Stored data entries
---
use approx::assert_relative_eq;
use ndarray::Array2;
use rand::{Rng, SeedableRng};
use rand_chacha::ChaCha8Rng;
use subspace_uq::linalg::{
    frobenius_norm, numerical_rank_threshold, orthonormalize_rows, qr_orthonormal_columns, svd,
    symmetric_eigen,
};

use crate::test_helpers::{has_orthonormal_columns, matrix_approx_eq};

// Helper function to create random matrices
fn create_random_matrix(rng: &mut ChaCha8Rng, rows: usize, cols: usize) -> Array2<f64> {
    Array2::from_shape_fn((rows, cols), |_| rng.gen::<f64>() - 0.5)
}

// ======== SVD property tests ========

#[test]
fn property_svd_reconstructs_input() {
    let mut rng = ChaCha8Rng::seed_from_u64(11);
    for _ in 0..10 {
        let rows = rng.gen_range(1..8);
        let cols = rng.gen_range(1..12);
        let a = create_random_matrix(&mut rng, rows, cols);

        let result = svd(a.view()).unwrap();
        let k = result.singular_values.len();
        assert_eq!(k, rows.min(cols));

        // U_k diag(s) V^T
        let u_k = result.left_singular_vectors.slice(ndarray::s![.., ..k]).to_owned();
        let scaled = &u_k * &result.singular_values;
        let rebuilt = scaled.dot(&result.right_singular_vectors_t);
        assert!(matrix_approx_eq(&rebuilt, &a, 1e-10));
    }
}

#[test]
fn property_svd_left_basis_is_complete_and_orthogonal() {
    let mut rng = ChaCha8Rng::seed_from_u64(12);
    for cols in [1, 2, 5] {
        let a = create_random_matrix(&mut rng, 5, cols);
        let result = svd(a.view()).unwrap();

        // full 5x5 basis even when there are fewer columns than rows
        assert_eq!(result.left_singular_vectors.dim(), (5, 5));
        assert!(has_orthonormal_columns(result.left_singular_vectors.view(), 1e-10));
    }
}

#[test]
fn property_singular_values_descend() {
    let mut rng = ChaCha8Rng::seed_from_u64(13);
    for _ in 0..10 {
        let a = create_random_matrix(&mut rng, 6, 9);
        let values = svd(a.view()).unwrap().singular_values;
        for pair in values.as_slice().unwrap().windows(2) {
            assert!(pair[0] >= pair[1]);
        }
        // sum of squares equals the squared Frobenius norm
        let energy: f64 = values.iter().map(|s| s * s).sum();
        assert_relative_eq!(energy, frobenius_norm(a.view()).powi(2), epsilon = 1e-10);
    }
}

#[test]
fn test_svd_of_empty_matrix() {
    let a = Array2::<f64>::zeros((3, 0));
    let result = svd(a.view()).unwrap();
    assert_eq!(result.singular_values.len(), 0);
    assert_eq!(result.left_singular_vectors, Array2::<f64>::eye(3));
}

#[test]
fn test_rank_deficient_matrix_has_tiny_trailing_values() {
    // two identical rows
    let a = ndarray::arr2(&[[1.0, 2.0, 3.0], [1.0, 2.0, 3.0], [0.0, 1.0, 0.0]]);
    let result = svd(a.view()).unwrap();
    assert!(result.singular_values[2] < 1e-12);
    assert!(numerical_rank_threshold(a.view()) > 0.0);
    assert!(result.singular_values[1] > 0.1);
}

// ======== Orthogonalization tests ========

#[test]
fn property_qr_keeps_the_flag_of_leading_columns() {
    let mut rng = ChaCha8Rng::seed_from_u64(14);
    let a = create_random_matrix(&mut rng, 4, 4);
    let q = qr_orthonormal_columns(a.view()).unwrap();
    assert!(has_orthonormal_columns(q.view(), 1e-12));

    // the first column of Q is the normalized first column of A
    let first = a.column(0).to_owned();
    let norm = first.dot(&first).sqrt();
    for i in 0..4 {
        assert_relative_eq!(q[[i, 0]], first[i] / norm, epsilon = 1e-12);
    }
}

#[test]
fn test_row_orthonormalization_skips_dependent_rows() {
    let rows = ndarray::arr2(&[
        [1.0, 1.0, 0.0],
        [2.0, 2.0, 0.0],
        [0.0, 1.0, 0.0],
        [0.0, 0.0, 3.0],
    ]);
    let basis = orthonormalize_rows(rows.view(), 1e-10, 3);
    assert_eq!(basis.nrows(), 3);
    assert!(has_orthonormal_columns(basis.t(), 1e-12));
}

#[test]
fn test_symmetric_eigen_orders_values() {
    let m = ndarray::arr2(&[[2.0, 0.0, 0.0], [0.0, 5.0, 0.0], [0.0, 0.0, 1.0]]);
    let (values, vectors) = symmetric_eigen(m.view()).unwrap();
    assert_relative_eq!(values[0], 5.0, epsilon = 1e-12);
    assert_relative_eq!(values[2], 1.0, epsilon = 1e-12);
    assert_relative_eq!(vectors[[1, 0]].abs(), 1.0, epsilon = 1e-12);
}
---
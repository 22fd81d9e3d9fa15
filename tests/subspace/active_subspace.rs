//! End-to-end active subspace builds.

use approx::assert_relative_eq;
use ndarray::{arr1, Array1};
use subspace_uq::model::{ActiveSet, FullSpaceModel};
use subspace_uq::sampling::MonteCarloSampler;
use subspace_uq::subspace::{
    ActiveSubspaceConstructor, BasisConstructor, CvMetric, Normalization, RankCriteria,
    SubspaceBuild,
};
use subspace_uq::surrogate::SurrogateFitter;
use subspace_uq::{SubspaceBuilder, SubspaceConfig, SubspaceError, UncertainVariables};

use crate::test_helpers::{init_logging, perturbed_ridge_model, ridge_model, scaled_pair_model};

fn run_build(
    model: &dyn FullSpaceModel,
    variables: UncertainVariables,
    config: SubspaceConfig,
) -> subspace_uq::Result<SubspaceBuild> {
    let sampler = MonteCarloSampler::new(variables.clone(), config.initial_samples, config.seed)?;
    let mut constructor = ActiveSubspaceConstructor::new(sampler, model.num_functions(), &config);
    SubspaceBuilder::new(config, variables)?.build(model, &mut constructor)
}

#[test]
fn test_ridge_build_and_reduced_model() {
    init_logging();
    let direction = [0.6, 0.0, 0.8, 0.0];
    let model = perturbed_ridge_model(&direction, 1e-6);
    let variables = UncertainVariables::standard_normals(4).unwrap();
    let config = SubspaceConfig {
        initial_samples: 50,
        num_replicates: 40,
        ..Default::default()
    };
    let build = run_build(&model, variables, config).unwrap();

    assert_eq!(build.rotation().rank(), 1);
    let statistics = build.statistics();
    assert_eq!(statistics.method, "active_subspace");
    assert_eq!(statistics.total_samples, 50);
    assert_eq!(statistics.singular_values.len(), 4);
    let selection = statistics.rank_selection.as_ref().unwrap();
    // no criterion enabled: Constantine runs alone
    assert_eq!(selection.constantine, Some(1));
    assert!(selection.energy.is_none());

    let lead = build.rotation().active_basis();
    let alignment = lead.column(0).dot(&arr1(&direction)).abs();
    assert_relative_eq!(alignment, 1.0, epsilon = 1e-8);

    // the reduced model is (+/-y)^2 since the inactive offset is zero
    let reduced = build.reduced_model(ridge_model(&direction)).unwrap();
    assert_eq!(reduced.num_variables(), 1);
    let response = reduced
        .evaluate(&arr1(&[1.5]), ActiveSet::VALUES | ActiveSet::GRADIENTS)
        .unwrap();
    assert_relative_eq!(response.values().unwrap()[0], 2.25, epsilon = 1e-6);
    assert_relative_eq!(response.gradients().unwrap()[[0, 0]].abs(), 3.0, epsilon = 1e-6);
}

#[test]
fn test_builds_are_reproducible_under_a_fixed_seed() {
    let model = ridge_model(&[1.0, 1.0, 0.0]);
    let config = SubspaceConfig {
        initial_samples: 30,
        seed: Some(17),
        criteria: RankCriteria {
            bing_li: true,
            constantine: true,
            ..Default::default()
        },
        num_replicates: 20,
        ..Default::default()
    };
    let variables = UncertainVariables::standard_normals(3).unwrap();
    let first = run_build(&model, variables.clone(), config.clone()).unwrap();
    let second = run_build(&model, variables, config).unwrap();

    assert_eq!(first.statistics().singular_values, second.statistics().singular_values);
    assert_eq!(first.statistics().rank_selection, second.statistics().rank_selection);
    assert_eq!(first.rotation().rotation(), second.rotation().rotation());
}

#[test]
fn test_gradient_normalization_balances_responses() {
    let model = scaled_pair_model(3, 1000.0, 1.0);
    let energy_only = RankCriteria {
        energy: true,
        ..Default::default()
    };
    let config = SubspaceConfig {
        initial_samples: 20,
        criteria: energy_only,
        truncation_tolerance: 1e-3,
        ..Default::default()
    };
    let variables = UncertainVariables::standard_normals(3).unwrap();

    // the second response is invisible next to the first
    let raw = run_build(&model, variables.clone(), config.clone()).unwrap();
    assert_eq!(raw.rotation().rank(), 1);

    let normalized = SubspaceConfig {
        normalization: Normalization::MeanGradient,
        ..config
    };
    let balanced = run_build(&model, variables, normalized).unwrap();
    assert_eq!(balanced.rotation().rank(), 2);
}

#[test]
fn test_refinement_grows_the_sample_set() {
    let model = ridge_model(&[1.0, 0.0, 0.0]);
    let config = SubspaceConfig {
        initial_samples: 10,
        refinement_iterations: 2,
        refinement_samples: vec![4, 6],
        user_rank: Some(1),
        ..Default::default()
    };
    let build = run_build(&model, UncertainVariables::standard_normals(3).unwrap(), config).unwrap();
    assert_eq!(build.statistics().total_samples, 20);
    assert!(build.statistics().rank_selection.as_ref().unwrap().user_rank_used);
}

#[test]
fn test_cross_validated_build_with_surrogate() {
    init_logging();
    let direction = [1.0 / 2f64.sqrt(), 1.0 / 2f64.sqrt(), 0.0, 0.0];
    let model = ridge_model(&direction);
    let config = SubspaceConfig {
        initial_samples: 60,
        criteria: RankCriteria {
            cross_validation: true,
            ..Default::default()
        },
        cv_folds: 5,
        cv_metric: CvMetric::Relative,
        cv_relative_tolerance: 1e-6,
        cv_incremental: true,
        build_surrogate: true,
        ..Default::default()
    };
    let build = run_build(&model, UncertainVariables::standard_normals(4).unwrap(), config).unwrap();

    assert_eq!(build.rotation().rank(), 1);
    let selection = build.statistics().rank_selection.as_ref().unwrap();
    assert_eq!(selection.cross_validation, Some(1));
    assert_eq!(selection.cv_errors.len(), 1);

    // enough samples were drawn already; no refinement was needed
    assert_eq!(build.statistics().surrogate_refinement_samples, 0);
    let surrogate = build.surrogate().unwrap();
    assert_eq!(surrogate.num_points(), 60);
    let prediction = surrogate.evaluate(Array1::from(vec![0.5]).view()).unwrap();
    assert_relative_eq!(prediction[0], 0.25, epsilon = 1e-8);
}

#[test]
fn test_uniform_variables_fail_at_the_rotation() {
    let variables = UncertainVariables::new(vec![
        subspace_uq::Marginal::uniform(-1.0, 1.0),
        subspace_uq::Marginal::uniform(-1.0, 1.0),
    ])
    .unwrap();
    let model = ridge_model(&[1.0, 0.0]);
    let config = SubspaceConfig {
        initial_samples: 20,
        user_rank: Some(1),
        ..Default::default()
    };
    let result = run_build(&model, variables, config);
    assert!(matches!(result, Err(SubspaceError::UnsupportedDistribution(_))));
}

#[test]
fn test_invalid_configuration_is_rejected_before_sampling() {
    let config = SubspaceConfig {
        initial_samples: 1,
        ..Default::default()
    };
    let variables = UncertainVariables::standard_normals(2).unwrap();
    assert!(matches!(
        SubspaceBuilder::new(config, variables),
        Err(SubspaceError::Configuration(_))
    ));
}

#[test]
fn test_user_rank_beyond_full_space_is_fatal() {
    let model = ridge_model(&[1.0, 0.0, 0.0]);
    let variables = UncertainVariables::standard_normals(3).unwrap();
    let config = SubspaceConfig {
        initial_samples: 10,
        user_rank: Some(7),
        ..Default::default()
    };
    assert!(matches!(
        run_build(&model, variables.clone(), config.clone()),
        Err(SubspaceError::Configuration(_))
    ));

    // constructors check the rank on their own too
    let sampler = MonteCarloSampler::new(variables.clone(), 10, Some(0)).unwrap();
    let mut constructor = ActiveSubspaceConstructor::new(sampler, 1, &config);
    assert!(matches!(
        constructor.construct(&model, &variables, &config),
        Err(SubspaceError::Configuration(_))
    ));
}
---
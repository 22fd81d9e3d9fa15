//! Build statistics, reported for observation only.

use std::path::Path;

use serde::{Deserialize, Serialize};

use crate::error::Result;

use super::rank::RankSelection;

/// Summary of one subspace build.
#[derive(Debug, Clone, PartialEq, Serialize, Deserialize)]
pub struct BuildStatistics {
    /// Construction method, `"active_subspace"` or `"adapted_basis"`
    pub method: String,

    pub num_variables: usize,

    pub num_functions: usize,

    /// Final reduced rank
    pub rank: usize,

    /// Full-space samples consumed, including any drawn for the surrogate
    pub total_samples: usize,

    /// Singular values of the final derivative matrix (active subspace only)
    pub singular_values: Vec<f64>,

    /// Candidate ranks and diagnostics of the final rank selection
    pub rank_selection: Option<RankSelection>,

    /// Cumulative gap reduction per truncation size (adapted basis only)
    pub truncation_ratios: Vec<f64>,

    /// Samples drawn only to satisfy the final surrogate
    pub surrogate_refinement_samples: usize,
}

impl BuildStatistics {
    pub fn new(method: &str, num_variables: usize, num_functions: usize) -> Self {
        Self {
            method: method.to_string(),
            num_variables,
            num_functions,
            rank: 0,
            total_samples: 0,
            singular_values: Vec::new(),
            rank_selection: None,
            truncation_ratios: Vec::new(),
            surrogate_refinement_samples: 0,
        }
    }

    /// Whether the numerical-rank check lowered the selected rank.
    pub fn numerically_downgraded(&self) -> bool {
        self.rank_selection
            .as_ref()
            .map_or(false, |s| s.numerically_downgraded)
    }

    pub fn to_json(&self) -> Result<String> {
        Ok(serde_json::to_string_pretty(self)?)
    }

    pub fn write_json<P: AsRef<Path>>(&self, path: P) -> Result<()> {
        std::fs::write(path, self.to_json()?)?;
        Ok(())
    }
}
---
> **REQUIREMENT**: Keeping every character as it is, restate the lines above that run from the line with "let model = ridge_model(&[1.0, 0.0]);" through the line with "let result = run_build(&model, variables, config);", both included, and nothing else.

> **WRITTEN REPLY**:
    let model = ridge_model(&[1.0, 0.0]);
    let config = SubspaceConfig {
        initial_samples: 20,
        user_rank: Some(1),
        ..Default::default()
    };
    let result = run_build(&model, variables, config);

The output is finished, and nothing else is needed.